Everyone leaves except the first man who came in after me. “Oh, it’s game on now, random other guy in steam room!” I decide it’s a survivor-esque outlast challenge where whoever leaves first loses. I, of course, win out. 
Time: 23 minutes. 

June 25: Sauna


A smaller room than I’m used to. Three men inside. One man, about 55, sits on the floor, instead of the seats, with his feet on the ground and knees by his face. He is extremely sweaty. 
Everyone ignores me and I ignore everyone. 
There is no conversation other than an acceptable, brief, goodbye chat where I learn the man on the floor goes to the gym at 5am most days. Leaves to do some things, then returns. This is his routine. Maybe he is retired or someone who works on the computer and can make his own hours.  
Another man, in his 50s, enters and  places two paper towels down on the seat next to me before sitting down. He is acceptably far away from me, but still a bit too close. 
Time: 11 minutes. 

What it's about

I’m a yoga instructor. I’m at the gym a lot. They pay me to be there. It’s awesome. I get free towels!
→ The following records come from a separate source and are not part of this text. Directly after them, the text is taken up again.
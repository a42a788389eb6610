//! CCD imaging primitives
//!
//! FITS file I/O, raw pixel buffers, the floating-point `CcdFrame` used for
//! calibration arithmetic, and side-by-side comparison rendering.

pub mod fits;
pub mod frame;
pub mod preview;
pub mod reduce;
pub mod section;

pub use fits::{
    read_fits, read_fits_header, write_fits, FitsError, FitsHeader, FitsValue, StandardKeywords,
};
pub use frame::CcdFrame;
pub use reduce::{
    flat_correct, subtract_bias, subtract_dark, subtract_overscan, trim_image, OverscanStat,
    ReduceError,
};
pub use section::{Section, SectionError};

/// Pixel storage type of a raw image buffer
#[derive(Debug, Clone, Copy, PartialEq, Eq)]
pub enum PixelType {
    U8,
    U16,
    F32,
    F64,
}

impl PixelType {
    /// Size of one sample in bytes
    pub fn bytes_per_pixel(&self) -> usize {
        match self {
            PixelType::U8 => 1,
            PixelType::U16 => 2,
            PixelType::F32 => 4,
            PixelType::F64 => 8,
        }
    }
}

/// Raw image buffer as stored on disk.
///
/// Samples are kept little-endian in `data`; the FITS layer converts to and
/// from big-endian on the way in and out.
#[derive(Debug, Clone)]
pub struct ImageData {
    pub width: u32,
    pub height: u32,
    pub channels: u32,
    pub pixel_type: PixelType,
    pub data: Vec<u8>,
}

impl ImageData {
    pub fn new(width: u32, height: u32, channels: u32, pixel_type: PixelType) -> Self {
        let size = width as usize * height as usize * channels as usize * pixel_type.bytes_per_pixel();
        Self {
            width,
            height,
            channels,
            pixel_type,
            data: vec![0u8; size],
        }
    }

    pub fn from_u16(width: u32, height: u32, channels: u32, pixels: &[u16]) -> Self {
        Self {
            width,
            height,
            channels,
            pixel_type: PixelType::U16,
            data: pixels.iter().flat_map(|p| p.to_le_bytes()).collect(),
        }
    }

    pub fn from_f64(width: u32, height: u32, channels: u32, pixels: &[f64]) -> Self {
        Self {
            width,
            height,
            channels,
            pixel_type: PixelType::F64,
            data: pixels.iter().flat_map(|p| p.to_le_bytes()).collect(),
        }
    }

    /// Number of samples in the buffer
    pub fn pixel_count(&self) -> usize {
        self.width as usize * self.height as usize * self.channels as usize
    }

    /// Decode every sample to `f64`
    pub fn to_f64_vec(&self) -> Vec<f64> {
        match self.pixel_type {
            PixelType::U8 => self.data.iter().map(|&v| v as f64).collect(),
            PixelType::U16 => self
                .data
                .chunks_exact(2)
                .map(|c| u16::from_le_bytes([c[0], c[1]]) as f64)
                .collect(),
            PixelType::F32 => self
                .data
                .chunks_exact(4)
                .map(|c| f32::from_le_bytes([c[0], c[1], c[2], c[3]]) as f64)
                .collect(),
            PixelType::F64 => self
                .data
                .chunks_exact(8)
                .map(|c| f64::from_le_bytes([c[0], c[1], c[2], c[3], c[4], c[5], c[6], c[7]]))
                .collect(),
        }
    }
}
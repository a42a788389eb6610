//! CCD calibration workflows
//!
//! Selects combined calibration frames from an image collection, matches
//! each science frame to the dark nearest in exposure time and to the flat
//! of its filter, and runs the per-camera recipe over every science frame.

pub mod collection;
pub mod error;
pub mod executor;
pub mod library;
pub mod matching;
pub mod recipe;

pub use collection::{Criterion, HeaderFilter, ImageFileCollection};
pub use error::{PipelineError, Result};
pub use executor::{calibrate_frame, run_calibration, CalibratedFrame, RunConfig, RunReport};
pub use library::CalibrationLibrary;
pub use matching::{find_nearest_dark_exposure, nearest_dark_for_frame, MatchError, DEFAULT_DARK_TOLERANCE};
pub use recipe::{CalibrationRecipe, DarkConfig, FlatConfig, HeaderKeywords, ImageTypes, OverscanConfig, RecipePreset};

#[cfg(test)]
pub(crate) mod test_support {
    use ccdcal_imaging::{CcdFrame, FitsValue};
    use std::path::Path;

    /// Write a constant-valued frame; header values are typed the way a
    /// FITS card would parse them
    pub fn write_frame(dir: &Path, name: &str, width: usize, height: usize, value: f64, keywords: &[(&str, &str)]) {
        let mut frame = CcdFrame::filled(width, height, value);
        for (key, raw) in keywords {
            let typed = match *raw {
                "T" => FitsValue::Boolean(true),
                "F" => FitsValue::Boolean(false),
                _ => raw
                    .parse::<i64>()
                    .map(FitsValue::Integer)
                    .or_else(|_| raw.parse::<f64>().map(FitsValue::Float))
                    .unwrap_or_else(|_| FitsValue::String(raw.to_string())),
            };
            frame.header.set(key, typed);
        }
        frame.write(&dir.join(name)).unwrap();
    }
}
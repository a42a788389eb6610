//! Calibration run
//!
//! Scans the raw and combined-frame directories, builds the calibration
//! library, then calibrates every science frame in file order:
//! 1. Subtract overscan (if the recipe has a region)
//! 2. Trim (if the recipe has a section)
//! 3. Subtract the combined bias (if requested)
//! 4. Subtract the combined dark nearest in exposure time
//! 5. Divide by the combined flat for the frame's filter
//! 6. Write the result under the original file name

use ccdcal_imaging::{
    flat_correct, preview, subtract_bias, subtract_dark, subtract_overscan, trim_image, CcdFrame,
    ReduceError,
};
use serde::Serialize;
use std::path::{Path, PathBuf};

use crate::collection::{HeaderFilter, ImageFileCollection};
use crate::error::{PipelineError, Result};
use crate::library::CalibrationLibrary;
use crate::recipe::CalibrationRecipe;

/// Directories and recipe for one run
#[derive(Debug, Clone)]
pub struct RunConfig {
    /// Raw science frames
    pub raw_dir: PathBuf,
    /// Combined bias, dark and flat frames
    pub masters_dir: PathBuf,
    /// Calibrated frames are written here
    pub output_dir: PathBuf,
    pub recipe: CalibrationRecipe,
    /// Also write `<stem>_comparison.png` for each frame
    pub write_previews: bool,
}

/// Outcome for one calibrated frame
#[derive(Debug, Clone, Serialize)]
pub struct CalibratedFrame {
    pub file_name: String,
    pub exposure: f64,
    pub dark_exposure: f64,
    pub filter: String,
    pub output: PathBuf,
    #[serde(skip_serializing_if = "Option::is_none")]
    pub preview: Option<PathBuf>,
}

#[derive(Debug, Clone, Serialize)]
pub struct RunReport {
    pub recipe: String,
    pub frames: Vec<CalibratedFrame>,
}

/// Run a full calibration.
///
/// Stops at the first frame that cannot be calibrated; frames already
/// written stay on disk.
pub fn run_calibration(
    config: &RunConfig,
    progress_callback: Option<&(dyn Fn(f64, String) + Send + Sync)>,
) -> Result<RunReport> {
    let recipe = &config.recipe;
    recipe.validate()?;

    if let Some(cb) = progress_callback {
        cb(0.0, "Scanning image collections".to_string());
    }

    let raw = ImageFileCollection::open(&config.raw_dir)?;
    let masters = ImageFileCollection::open(&config.masters_dir)?;
    let library = CalibrationLibrary::from_collection(&masters, recipe)?;

    let science_filter = HeaderFilter::new().text(&recipe.keywords.image_type, &recipe.image_types.science);
    let science_files = raw.files_filtered(&science_filter);

    tracing::info!(
        "Calibrating {} '{}' frames from {} with recipe '{}'",
        science_files.len(),
        recipe.image_types.science,
        raw.location().display(),
        recipe.name
    );
    if science_files.is_empty() {
        tracing::warn!("No science frames found in {}", raw.location().display());
    }

    std::fs::create_dir_all(&config.output_dir).map_err(|source| PipelineError::Io {
        path: config.output_dir.clone(),
        source,
    })?;

    let total = science_files.len();
    let mut frames = Vec::with_capacity(total);
    for (index, file_name) in science_files.iter().enumerate() {
        if let Some(cb) = progress_callback {
            cb(
                index as f64 / total as f64 * 100.0,
                format!("Calibrating {} ({}/{})", file_name, index + 1, total),
            );
        }

        let path = raw.path_of(file_name);
        let light = CcdFrame::read(&path).map_err(|source| PipelineError::Fits { path, source })?;
        let outcome = calibrate_frame(&light, file_name, &library, config)?;

        tracing::info!(
            "{}: exposure {}s, dark {}s, filter {} -> {}",
            outcome.file_name,
            outcome.exposure,
            outcome.dark_exposure,
            outcome.filter,
            outcome.output.display()
        );
        frames.push(outcome);
    }

    if let Some(cb) = progress_callback {
        cb(100.0, format!("Calibrated {} frames", frames.len()));
    }

    Ok(RunReport {
        recipe: recipe.name.clone(),
        frames,
    })
}

/// Apply the recipe to one frame, write it, and describe what was done
pub fn calibrate_frame(
    light: &CcdFrame,
    file_name: &str,
    library: &CalibrationLibrary,
    config: &RunConfig,
) -> Result<CalibratedFrame> {
    let recipe = &config.recipe;
    let keywords = &recipe.keywords;
    let reduce_err = |source: ReduceError| PipelineError::Reduce {
        file_name: file_name.to_string(),
        source,
    };
    let missing = |keyword: &str| PipelineError::MissingKeyword {
        file_name: file_name.to_string(),
        keyword: keyword.to_string(),
    };

    let exposure = light
        .exposure(&keywords.exposure)
        .ok_or_else(|| missing(&keywords.exposure))?;
    let filter = light
        .header
        .get(&keywords.filter)
        .map(|v| v.to_string())
        .ok_or_else(|| missing(&keywords.filter))?;

    let mut reduced = match &recipe.overscan {
        Some(overscan) => subtract_overscan(light, &overscan.region, overscan.stat).map_err(reduce_err)?,
        None => light.clone(),
    };

    if let Some(section) = &recipe.trim {
        reduced = trim_image(&reduced, section).map_err(reduce_err)?;
    }

    if recipe.subtract_bias {
        reduced = subtract_bias(&reduced, library.bias()?).map_err(reduce_err)?;
    }

    let (dark_exposure, dark) = library
        .dark_for(exposure, recipe.dark.tolerance)
        .map_err(|e| match e {
            PipelineError::Match(source) => PipelineError::DarkMatch {
                file_name: file_name.to_string(),
                source,
            },
            other => other,
        })?;
    reduced = subtract_dark(&reduced, dark, &keywords.exposure, recipe.dark.scale).map_err(reduce_err)?;

    let flat = library.flat_for(&filter)?;
    reduced = flat_correct(&reduced, flat, recipe.flat.min_value).map_err(reduce_err)?;

    let output = config.output_dir.join(file_name);
    reduced.write(&output).map_err(|source| PipelineError::Fits {
        path: output.clone(),
        source,
    })?;

    let preview = if config.write_previews {
        let preview_path = comparison_path(&config.output_dir, file_name);
        preview::save_comparison(&preview_path, light, &reduced).map_err(|e| PipelineError::Preview {
            path: preview_path.clone(),
            message: e.to_string(),
        })?;
        Some(preview_path)
    } else {
        None
    };

    Ok(CalibratedFrame {
        file_name: file_name.to_string(),
        exposure,
        dark_exposure,
        filter,
        output,
        preview,
    })
}

fn comparison_path(output_dir: &Path, file_name: &str) -> PathBuf {
    let stem = Path::new(file_name)
        .file_stem()
        .and_then(|s| s.to_str())
        .unwrap_or(file_name);
    output_dir.join(format!("{}_comparison.png", stem))
}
After yoga, I sit in the gym’s Coed steam room or sauna. It’s like Bikram yoga except no one’s yelling at me, I can drink water whenever I want, and no one claps for me. Usually. 

The Unspoken Sauna Rules

(that piss me off when broken):

1) Don’t hit on anyone in the Sauna

2) Don’t wait outside of the Sauna to hit on anyone

3) No singing. 

4) No talking. 

5) No staring.

6) No excessive, disruptive movements

7) Sit as far apart as the space allows 

8) No exfoliating or extreme shedding 

This tumblr recounts my day-to-day sauna experiences. Some days will be uneventful with everyone following these unspoken rules, and some days will be more interesting.